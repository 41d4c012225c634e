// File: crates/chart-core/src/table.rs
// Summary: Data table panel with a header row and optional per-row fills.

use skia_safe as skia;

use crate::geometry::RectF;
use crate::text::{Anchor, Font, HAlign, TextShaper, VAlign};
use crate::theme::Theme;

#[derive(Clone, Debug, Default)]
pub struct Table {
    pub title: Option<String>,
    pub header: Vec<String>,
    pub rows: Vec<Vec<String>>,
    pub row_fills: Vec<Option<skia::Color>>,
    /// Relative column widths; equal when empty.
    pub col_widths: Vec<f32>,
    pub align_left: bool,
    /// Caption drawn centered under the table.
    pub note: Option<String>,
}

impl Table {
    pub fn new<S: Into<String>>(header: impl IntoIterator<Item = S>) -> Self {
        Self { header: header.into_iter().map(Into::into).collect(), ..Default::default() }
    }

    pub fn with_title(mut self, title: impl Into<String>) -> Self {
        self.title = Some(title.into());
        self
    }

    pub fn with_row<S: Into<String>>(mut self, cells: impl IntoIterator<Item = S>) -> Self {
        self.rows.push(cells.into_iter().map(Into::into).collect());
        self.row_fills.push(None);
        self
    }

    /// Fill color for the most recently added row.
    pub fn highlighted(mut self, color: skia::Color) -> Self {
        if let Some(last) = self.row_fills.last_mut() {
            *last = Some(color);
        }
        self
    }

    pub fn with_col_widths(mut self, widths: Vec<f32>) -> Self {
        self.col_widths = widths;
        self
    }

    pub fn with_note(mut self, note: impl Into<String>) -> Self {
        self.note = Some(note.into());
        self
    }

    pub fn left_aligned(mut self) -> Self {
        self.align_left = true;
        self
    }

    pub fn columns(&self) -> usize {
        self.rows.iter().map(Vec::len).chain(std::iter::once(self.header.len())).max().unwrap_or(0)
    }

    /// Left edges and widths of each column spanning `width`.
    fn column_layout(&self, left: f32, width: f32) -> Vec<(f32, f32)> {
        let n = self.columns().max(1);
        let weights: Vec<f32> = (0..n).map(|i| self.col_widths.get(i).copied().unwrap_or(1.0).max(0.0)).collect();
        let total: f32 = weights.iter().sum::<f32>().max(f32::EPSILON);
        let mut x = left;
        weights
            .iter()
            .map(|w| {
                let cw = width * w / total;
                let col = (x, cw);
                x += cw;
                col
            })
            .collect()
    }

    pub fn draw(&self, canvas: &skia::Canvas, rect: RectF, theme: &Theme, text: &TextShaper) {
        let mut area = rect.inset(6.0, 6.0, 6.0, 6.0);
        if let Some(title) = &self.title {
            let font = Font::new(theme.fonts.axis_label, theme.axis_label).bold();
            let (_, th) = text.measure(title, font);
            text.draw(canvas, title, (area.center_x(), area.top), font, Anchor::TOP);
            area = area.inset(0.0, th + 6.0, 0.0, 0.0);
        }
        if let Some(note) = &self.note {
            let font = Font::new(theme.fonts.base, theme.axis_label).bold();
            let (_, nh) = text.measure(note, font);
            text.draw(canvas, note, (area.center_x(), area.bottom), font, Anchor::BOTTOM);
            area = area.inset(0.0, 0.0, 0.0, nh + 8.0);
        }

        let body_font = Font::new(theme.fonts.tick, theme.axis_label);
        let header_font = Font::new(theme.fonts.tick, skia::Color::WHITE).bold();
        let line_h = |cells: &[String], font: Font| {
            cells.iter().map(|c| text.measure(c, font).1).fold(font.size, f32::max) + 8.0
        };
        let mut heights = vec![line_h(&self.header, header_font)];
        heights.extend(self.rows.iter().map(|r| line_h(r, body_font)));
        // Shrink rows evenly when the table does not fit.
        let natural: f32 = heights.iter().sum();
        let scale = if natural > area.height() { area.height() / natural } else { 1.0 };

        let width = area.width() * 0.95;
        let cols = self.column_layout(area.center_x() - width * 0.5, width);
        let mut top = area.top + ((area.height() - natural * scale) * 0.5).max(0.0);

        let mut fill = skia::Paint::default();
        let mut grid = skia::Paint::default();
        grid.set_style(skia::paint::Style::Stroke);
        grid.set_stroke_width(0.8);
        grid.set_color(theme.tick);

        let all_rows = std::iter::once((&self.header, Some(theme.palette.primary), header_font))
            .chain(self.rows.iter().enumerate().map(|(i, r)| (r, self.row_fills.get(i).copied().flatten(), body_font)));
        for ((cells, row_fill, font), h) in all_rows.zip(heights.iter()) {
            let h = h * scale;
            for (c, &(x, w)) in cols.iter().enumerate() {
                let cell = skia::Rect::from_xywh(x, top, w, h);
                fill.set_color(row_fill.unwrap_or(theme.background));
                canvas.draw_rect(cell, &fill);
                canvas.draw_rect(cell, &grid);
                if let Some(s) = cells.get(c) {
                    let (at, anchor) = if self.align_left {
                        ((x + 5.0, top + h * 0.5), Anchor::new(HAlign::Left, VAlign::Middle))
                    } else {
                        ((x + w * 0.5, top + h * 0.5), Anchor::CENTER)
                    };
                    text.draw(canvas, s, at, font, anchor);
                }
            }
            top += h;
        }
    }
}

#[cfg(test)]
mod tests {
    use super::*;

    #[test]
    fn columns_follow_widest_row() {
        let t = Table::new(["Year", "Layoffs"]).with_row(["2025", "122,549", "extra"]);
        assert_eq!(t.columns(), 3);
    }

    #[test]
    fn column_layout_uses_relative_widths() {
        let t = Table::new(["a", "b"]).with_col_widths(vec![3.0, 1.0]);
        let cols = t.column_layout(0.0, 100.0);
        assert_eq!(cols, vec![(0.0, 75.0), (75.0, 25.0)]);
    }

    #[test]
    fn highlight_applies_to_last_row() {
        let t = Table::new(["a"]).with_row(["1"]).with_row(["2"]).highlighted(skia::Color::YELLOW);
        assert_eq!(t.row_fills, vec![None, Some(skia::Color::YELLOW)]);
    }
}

○ ○ ○

In the entries above, find each line with the word "fonts" and show it.

• [Answer below]
            let font = Font::new(theme.fonts.axis_label, theme.axis_label).bold();
            let font = Font::new(theme.fonts.base, theme.axis_label).bold();
        let body_font = Font::new(theme.fonts.tick, theme.axis_label);
        let header_font = Font::new(theme.fonts.tick, skia::Color::WHITE).bold();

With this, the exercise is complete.